May 9, 2018

Focus on the Collection: “Hannah (Mood)”

Stuyvesant Van Veen, Hannah (Mood), 1930 – 1932, oil on canvas.

 

A woman in pin curls and a gauzy blouse sits before a landscape, gazing into the distance. Her expression is pensive. The black, cloud-like forms edging the scene suggest a gathering storm or impending misfortune. The scrawny tree on the right is stripped of its foliage, and it stands in an expanse of fields tinged with a dusty brown. The artist of this painting, Stuyvesant Van Veen (1910-1988), gave it the title Hannah (Mood). He left no record of who Hannah may have been, but the setting behind her provides a clue to her thoughts.

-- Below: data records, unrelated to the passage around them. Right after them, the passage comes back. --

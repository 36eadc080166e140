pub mod game;
pub mod helpers;
pub mod model;
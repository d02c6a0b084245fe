//! Error types for the data-loader crate.
//!
//! Two families live here: failures while reading the MovieLens tables, and
//! lookup failures against the loaded store (unknown user, unknown movie).
//! Both abort the current request and carry the offending identifier.

use thiserror::Error;

use crate::types::{MovieId, UserId};

/// Errors raised while loading or querying the rating store.
#[derive(Error, Debug)]
pub enum DataError {
    /// Dataset name is not one of the known MovieLens releases
    #[error("Unknown dataset: {name}")]
    InvalidDataset { name: String },

    /// File could not be found or opened
    #[error("Failed to open file: {path}")]
    FileNotFound { path: String },

    /// I/O error occurred while reading file
    #[error("I/O error: {0}")]
    IoError(#[from] std::io::Error),

    /// Row in a CSV table couldn't be parsed
    #[error("Parse error at line {line} in {file}: {reason}")]
    ParseError {
        file: String,
        line: u64,
        reason: String,
    },

    /// A data field had an invalid value
    #[error("Invalid value for {field}: {value}")]
    InvalidValue { field: String, value: String },

    /// Referenced entity doesn't exist (e.g., rating for non-existent movie)
    #[error("Missing reference: {entity} with id {id}")]
    MissingReference { entity: String, id: u32 },

    /// The user never appears in the ratings table
    #[error("There is no user with userId={0}.")]
    UnknownUser(UserId),

    /// The movie is not in the movies table
    #[error("There is no movie with movieId={0}.")]
    UnknownMovie(MovieId),
}

/// Convenience type alias for Results in this crate
pub type Result<T> = std::result::Result<T, DataError>;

Van Veen depicted a relatively flat landscape with low mountains in the far distance. This terrain resembles the region of the United States called the Dust Bowl in the 1930s. In the midst of the Great Depression in the United States, the Midwest and the southwestern Great Plains experienced severe drought. Beginning in 1931, dust storms regularly swept across the country. The drought and resulting storms lasted until 1939, ruining roughly 35 million acres of farmland by 1934. These conditions prompted many to leave their land in search of work. The painting’s creation date of 1930-32 suggests a possible reading of the painting as a representation of a difficult situation Hannah or her family faced, which may have necessitated leaving a familiar place or abandoning a farm.

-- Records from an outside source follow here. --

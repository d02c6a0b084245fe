//! # Data Loader Crate
//!
//! This crate loads the MovieLens "latest" datasets and holds them in the
//! rating store used by the prediction engine.
//!
//! ## Main Components
//!
//! - **types**: Core domain types (Movie, Rating, Tag, Link, Genre, RatingBucket, DataIndex)
//! - **parser**: Parse the CSV tables into Rust structs
//! - **index**: Load a dataset directory and validate it
//! - **error**: Load and lookup errors
//!
//! ## Example Usage
//!
//! ```ignore
//! use data_loader::DataIndex;
//! use std::path::Path;
//!
//! let mut index = DataIndex::load_dataset(Path::new("data/raw"), "ml-latest-small")?;
//!
//! let title = index.movie_by_id(1)?.title.clone();
//! let existed = index.delete_rating(1, 1)?;
//! println!("{} rating removed: {}", title, existed);
//! ```

// Public modules
pub mod error;
pub mod types;
pub mod parser;
pub mod index;

// Re-export commonly used types for convenience
pub use error::{DataError, Result};
pub use types::{
    // Type aliases
    UserId,
    MovieId,
    // Core types
    Dataset,
    Movie,
    Link,
    Rating,
    Tag,
    RatingBucket,
    DataIndex,
    // Enums
    Genre,
};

Van Veen was briefly affiliated with two programs designed to employ artists during the Depression: the Works Progress Administration (WPA) and the Public Works of Art Project (PWAP). Born in New York, he studied at the National Academy of Design, the Philadelphia Academy of Fine Art, and the Art Students League. At this last institution, he trained under Thomas Hart Benton, one of the most famous and controversial muralists in the 1930s. Van Veen is best known as a mural painter, and he created several large-scale works for the WPA and other federal and state organizations throughout his career.

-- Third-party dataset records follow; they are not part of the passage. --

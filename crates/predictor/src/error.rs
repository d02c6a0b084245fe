//! Error types for the prediction engine.

use data_loader::DataError;
use sources::{NeighborhoodError, RuleError};
use std::path::PathBuf;
use thiserror::Error;

/// Errors raised while configuring the engine, predicting or evaluating
#[derive(Error, Debug)]
pub enum PredictError {
    /// Store lookups (unknown user or movie) and loading failures
    #[error(transparent)]
    Data(#[from] DataError),

    #[error(transparent)]
    Neighborhood(#[from] NeighborhoodError),

    #[error(transparent)]
    Rule(#[from] RuleError),

    /// More ratings requested for hold-out than the store contains
    #[error("Cannot sample {requested} ratings from a store of {available}")]
    SampleTooLarge { requested: usize, available: usize },

    #[error("Failed to read config {}: {source}", .path.display())]
    ConfigIo {
        path: PathBuf,
        #[source]
        source: std::io::Error,
    },

    #[error("Failed to parse config {}: {source}", .path.display())]
    ConfigParse {
        path: PathBuf,
        #[source]
        source: serde_json::Error,
    },

    /// A configuration value outside its valid range
    #[error("Invalid configuration: {0}")]
    InvalidConfig(String),
}

pub type Result<T> = std::result::Result<T, PredictError>;
//! Capability traits for the two preprocessing flavours.
//!
//! Clustering needs numeric matrices (genre vectors, user profiles); rule
//! mining needs the boolean ratings design matrix. Keeping them as separate
//! traits lets a consumer ask only for the capability it uses.

use crate::design_matrix::RatingDesignMatrix;
use crate::features::FeatureMatrix;
use data_loader::{MovieId, UserId};
use std::collections::BTreeSet;

/// Features consumed by the neighborhood finder.
pub trait ClusteringFeatures {
    /// Standardized one-hot genre vectors of every movie, rows by movie id.
    fn movie_features(&self) -> FeatureMatrix;

    /// Genre-weighted rating profile of every user who rated a movie in
    /// `movie_cluster`, rows by user id.
    ///
    /// Cell `g` is the average over the user's in-cluster ratings of the
    /// rating when the movie has genre `g`, and of the cluster's mean
    /// rating otherwise.
    fn user_profiles(&self, movie_cluster: &BTreeSet<MovieId>) -> FeatureMatrix;
}

/// Features consumed by the rule miner.
pub trait RuleMiningFeatures {
    /// Ratings design matrix, optionally restricted to one user's rows.
    fn design_matrix(&self, user_id: Option<UserId>) -> RatingDesignMatrix;
}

In addition to commissions from federal programs, Van Veen received the patronage of Hudson D. Walker, who was the first curator of what we now know as the Weisman Art Museum (it was named the Little Gallery when Walker was hired in 1934). Walker and Van Veen met when they were both stuck on a delayed train, and they maintained a lifelong friendship. Walker showed some of Van Veen’s paintings in the inaugural exhibition at his newly opened gallery space in New York, the Walker Gallery, along with work by other artists now represented in the Weisman collection, such as Elof Wedin and Harry Sternberg. It is likely that Hannah (Mood) was one of the three Van Veen paintings included in the show. Although there are no photographs of the installation, an article from the September 27, 1936, issue of the New York Times describes one of Van Veen’s canvases as “a head against a chromatic landscape.” Hudson Walker purchased Hannah (Mood), and he and Ione Walker donated the work to WAM in 1978. It has never before been displayed in the Weisman galleries.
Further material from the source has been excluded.